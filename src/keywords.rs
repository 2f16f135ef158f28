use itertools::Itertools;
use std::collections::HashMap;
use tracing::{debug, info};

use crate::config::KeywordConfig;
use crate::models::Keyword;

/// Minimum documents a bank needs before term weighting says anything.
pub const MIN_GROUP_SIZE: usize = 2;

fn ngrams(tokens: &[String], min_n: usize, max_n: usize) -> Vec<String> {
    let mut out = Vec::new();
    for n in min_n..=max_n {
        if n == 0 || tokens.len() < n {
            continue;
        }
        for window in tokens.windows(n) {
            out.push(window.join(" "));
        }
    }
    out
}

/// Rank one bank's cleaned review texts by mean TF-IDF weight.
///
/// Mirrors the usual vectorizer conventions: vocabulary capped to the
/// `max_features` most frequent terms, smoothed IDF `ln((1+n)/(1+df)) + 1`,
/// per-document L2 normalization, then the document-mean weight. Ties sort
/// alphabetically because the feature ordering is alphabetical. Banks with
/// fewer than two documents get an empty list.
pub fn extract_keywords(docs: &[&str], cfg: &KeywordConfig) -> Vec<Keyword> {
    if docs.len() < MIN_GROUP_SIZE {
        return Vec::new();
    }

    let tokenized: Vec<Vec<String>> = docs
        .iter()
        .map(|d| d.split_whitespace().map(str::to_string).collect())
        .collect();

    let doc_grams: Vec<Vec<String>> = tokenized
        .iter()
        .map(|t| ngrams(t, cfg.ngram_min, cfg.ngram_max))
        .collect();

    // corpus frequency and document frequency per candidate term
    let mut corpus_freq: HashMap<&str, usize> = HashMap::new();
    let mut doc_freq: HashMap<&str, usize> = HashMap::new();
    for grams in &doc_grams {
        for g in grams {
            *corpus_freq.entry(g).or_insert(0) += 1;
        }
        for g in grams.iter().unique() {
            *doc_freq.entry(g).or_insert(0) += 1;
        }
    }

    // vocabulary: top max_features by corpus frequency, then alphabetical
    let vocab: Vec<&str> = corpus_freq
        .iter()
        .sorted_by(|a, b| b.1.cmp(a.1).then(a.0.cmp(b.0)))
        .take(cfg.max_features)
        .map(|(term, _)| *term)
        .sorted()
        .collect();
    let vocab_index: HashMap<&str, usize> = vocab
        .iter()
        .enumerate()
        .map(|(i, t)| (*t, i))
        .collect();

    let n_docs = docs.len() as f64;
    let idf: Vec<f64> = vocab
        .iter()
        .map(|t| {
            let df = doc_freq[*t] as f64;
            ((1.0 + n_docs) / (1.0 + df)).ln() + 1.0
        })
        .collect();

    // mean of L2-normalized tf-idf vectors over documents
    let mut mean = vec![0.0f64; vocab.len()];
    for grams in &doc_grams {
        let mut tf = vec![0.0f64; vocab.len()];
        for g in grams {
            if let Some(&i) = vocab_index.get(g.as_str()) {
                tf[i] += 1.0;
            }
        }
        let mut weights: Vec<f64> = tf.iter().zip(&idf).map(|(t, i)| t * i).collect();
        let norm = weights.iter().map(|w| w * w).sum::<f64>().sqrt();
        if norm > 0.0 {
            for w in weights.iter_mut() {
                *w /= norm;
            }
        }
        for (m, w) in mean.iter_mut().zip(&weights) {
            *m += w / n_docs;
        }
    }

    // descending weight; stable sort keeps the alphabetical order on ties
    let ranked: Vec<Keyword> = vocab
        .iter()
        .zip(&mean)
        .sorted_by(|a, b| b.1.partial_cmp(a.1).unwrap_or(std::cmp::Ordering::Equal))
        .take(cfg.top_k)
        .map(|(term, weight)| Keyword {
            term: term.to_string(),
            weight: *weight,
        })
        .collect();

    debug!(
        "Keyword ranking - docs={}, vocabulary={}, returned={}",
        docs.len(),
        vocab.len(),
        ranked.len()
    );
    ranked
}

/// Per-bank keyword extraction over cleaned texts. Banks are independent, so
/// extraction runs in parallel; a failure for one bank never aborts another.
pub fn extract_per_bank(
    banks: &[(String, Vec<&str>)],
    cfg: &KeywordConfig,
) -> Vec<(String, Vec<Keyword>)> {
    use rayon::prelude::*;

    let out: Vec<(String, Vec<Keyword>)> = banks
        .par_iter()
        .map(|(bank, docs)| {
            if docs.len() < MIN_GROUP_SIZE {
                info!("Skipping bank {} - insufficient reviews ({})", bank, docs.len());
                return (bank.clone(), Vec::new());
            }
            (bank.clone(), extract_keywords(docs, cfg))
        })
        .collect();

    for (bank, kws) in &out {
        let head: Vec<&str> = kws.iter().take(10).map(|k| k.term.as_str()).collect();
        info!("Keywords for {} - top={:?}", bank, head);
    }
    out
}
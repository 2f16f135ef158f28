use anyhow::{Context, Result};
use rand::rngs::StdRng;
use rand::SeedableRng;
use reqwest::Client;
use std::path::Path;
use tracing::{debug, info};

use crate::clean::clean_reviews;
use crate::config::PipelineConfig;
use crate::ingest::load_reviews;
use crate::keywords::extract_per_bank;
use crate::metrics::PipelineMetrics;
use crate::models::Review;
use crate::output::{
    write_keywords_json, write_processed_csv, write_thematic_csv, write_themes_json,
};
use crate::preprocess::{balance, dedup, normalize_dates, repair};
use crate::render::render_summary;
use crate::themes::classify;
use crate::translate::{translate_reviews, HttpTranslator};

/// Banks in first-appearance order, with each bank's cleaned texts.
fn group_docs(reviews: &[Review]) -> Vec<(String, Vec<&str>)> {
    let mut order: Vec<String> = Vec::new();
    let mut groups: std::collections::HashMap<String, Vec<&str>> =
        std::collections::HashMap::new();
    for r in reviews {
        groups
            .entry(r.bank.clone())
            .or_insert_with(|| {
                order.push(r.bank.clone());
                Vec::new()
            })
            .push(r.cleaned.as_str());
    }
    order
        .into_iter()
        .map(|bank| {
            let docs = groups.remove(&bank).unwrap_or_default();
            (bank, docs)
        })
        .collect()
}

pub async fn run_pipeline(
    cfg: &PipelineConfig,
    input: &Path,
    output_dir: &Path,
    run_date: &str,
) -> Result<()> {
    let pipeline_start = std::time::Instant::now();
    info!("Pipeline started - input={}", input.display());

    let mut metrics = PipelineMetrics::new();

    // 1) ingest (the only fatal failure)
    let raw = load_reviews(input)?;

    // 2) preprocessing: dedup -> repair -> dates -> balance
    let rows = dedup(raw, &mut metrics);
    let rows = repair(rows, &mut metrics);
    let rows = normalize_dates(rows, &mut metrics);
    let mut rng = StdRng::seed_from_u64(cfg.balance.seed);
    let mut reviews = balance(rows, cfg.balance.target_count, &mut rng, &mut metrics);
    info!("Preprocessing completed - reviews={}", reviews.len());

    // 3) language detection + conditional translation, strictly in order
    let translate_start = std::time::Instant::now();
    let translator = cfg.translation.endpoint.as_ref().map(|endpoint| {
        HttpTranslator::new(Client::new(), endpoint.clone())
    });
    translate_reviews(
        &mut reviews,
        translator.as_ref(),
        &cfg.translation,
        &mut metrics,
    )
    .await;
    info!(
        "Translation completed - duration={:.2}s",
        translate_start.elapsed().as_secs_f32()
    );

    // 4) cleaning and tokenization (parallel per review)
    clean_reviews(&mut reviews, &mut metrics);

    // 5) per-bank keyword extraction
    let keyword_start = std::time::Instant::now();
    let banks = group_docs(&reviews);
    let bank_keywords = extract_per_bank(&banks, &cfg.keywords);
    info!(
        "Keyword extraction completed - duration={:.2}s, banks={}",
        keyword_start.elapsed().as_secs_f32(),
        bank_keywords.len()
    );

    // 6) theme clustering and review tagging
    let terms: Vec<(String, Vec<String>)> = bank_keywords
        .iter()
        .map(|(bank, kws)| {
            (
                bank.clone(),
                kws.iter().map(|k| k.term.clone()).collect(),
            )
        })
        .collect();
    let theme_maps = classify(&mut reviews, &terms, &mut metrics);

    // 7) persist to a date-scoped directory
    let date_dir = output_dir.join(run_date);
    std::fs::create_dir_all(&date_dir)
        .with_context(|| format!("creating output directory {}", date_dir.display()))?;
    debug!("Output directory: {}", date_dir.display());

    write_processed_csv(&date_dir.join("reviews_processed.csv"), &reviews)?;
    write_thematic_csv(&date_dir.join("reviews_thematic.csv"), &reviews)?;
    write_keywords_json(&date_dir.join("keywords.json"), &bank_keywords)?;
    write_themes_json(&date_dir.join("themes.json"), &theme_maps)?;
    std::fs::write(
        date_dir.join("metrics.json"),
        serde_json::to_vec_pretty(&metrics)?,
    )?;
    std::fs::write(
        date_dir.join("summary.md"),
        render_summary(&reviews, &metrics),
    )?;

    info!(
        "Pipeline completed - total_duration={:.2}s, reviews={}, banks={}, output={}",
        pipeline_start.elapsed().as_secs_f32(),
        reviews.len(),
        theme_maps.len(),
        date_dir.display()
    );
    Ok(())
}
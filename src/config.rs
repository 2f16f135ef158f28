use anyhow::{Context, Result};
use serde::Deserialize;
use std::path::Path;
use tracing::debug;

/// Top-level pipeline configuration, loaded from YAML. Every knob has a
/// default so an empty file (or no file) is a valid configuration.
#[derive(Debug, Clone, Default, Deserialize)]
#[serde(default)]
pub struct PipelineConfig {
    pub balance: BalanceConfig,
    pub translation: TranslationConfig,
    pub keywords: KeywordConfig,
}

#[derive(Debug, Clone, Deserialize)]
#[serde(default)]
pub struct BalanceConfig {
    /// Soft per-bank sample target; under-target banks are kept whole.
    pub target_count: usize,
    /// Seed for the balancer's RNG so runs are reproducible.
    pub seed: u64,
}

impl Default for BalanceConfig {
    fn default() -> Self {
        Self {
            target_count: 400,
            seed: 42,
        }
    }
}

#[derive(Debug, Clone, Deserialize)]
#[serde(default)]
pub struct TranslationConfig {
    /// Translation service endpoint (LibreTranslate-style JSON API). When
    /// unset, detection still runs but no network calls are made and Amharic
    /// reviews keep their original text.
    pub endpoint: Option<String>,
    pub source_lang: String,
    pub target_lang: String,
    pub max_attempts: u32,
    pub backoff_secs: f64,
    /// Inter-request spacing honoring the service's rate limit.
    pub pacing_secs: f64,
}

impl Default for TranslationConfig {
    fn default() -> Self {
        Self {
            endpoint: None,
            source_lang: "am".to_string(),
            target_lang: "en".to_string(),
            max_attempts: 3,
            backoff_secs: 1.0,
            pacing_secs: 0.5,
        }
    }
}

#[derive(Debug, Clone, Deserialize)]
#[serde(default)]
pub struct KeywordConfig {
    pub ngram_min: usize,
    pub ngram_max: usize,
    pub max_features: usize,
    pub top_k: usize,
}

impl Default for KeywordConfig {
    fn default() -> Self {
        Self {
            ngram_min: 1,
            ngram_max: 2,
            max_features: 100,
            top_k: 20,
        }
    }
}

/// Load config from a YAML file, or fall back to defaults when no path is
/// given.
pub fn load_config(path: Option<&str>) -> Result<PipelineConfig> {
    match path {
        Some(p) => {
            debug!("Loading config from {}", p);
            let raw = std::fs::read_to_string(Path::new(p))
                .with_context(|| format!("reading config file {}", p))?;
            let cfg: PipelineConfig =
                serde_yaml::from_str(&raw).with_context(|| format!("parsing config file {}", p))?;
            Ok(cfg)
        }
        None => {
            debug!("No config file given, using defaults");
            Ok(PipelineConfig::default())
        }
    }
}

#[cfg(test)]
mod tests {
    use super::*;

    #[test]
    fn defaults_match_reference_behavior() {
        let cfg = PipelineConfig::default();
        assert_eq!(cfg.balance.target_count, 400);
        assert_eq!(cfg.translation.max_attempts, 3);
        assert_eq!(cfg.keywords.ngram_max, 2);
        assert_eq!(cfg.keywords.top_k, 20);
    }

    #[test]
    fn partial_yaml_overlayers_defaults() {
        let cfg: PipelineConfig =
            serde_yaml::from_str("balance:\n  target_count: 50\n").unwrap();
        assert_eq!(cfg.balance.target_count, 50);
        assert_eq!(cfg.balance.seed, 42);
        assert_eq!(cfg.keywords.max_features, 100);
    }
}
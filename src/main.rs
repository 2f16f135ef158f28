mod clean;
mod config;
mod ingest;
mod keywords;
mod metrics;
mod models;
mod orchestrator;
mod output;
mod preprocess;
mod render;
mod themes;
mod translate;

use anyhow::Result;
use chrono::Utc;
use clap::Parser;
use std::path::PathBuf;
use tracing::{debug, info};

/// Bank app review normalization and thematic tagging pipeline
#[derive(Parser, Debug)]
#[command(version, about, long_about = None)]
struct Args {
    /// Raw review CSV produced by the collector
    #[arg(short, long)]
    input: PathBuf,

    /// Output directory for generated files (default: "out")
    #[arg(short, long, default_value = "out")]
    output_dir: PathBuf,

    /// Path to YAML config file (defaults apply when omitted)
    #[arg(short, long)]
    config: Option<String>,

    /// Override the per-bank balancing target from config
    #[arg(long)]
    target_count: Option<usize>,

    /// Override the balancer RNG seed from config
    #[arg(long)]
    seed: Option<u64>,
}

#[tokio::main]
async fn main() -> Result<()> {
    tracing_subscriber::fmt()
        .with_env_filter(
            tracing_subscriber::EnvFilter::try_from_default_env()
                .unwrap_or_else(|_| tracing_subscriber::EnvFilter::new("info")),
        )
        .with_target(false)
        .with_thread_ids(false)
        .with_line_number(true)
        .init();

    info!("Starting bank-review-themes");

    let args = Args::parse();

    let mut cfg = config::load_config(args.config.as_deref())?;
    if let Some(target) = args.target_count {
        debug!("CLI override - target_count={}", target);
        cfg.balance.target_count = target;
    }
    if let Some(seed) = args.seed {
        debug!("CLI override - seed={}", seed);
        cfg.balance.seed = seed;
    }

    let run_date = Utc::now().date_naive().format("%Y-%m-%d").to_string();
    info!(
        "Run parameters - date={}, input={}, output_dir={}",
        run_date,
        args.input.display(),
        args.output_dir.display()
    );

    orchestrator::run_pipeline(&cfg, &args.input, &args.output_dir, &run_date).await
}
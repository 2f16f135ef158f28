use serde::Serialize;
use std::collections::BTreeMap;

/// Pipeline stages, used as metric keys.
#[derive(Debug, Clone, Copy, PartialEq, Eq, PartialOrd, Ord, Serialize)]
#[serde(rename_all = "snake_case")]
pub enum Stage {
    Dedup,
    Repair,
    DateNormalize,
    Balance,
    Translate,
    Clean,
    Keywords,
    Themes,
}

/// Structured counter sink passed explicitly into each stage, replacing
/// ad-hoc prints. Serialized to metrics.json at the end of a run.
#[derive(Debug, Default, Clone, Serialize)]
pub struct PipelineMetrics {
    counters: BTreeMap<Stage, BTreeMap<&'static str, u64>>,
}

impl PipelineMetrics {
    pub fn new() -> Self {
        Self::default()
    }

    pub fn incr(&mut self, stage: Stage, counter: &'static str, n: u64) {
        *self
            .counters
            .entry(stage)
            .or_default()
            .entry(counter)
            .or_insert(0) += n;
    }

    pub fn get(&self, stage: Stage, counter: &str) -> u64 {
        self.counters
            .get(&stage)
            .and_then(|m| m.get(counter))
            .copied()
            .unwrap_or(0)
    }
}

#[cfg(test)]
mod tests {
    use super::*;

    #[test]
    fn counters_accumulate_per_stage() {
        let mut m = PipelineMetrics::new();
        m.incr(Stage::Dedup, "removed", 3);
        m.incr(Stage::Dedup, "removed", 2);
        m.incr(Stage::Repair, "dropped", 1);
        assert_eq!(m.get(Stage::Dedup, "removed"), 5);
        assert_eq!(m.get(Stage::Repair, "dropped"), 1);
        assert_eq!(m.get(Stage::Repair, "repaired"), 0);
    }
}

▬▬▬▬▬▬▬▬▬▬

*Task prompt*.
Would you copy, unchanged, the stretch of the records above that begins at the line containing "let df = doc_freq[*t] as f64;" and ends at the line containing "let mut weights: Vec<f64>", and only that?

*Answer space*.
            let df = doc_freq[*t] as f64;
            ((1.0 + n_docs) / (1.0 + df)).ln() + 1.0
        })
        .collect();

    // mean of L2-normalized tf-idf vectors over documents
    let mut mean = vec![0.0f64; vocab.len()];
    for grams in &doc_grams {
        let mut tf = vec![0.0f64; vocab.len()];
        for g in grams {
            if let Some(&i) = vocab_index.get(g.as_str()) {
                tf[i] += 1.0;
            }
        }
        let mut weights: Vec<f64> = tf.iter().zip(&idf).map(|(t, i)| t * i).collect();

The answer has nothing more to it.